## [Prompt]
When a line in the entries below contains the word "CountType", copy that line.

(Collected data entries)
########

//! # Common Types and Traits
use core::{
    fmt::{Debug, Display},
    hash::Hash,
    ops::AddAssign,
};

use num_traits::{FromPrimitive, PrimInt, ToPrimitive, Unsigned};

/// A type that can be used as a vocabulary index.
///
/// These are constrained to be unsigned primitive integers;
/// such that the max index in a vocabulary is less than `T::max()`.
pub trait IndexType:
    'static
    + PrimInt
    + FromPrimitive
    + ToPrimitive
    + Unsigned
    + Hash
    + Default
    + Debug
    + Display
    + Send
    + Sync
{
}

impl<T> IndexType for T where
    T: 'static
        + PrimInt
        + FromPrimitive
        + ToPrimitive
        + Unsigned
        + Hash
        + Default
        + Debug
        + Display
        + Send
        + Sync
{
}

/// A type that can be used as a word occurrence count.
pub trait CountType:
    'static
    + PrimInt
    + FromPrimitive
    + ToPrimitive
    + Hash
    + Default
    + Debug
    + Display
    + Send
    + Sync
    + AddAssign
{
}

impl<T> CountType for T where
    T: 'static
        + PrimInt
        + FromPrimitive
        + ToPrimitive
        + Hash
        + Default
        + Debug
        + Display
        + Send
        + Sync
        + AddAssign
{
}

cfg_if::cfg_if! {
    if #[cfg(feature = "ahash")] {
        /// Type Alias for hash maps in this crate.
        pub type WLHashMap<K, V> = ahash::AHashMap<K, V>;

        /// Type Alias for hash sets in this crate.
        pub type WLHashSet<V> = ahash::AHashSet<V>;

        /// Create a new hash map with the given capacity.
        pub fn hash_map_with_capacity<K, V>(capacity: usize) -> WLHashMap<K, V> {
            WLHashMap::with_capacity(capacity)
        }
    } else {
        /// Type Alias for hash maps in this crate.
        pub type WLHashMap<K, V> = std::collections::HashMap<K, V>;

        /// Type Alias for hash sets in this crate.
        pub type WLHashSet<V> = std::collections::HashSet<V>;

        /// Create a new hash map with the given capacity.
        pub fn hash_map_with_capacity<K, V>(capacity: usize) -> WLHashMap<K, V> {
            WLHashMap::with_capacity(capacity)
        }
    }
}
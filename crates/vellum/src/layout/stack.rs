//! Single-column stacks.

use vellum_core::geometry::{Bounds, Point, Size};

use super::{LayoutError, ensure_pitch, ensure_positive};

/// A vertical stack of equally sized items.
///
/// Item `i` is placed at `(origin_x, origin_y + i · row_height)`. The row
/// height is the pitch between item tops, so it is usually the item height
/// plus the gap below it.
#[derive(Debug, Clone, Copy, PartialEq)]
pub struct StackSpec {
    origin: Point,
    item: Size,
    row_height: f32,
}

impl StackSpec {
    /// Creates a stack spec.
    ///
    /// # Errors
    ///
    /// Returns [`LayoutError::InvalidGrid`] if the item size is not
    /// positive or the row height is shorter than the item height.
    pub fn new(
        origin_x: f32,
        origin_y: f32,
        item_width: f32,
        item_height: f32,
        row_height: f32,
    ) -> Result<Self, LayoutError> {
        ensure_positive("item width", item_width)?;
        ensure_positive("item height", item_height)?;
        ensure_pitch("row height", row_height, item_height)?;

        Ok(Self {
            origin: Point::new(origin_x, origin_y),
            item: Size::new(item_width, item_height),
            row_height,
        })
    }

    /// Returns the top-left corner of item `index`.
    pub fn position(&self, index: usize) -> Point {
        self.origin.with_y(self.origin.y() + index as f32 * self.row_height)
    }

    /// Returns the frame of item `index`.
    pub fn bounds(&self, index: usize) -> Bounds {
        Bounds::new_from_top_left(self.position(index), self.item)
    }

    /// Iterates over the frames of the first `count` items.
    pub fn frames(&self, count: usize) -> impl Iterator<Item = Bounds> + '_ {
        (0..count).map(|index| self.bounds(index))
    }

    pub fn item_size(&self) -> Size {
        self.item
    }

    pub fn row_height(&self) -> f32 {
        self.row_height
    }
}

########

## [Output for this exercise]
pub trait CountType:
impl<T> CountType for T where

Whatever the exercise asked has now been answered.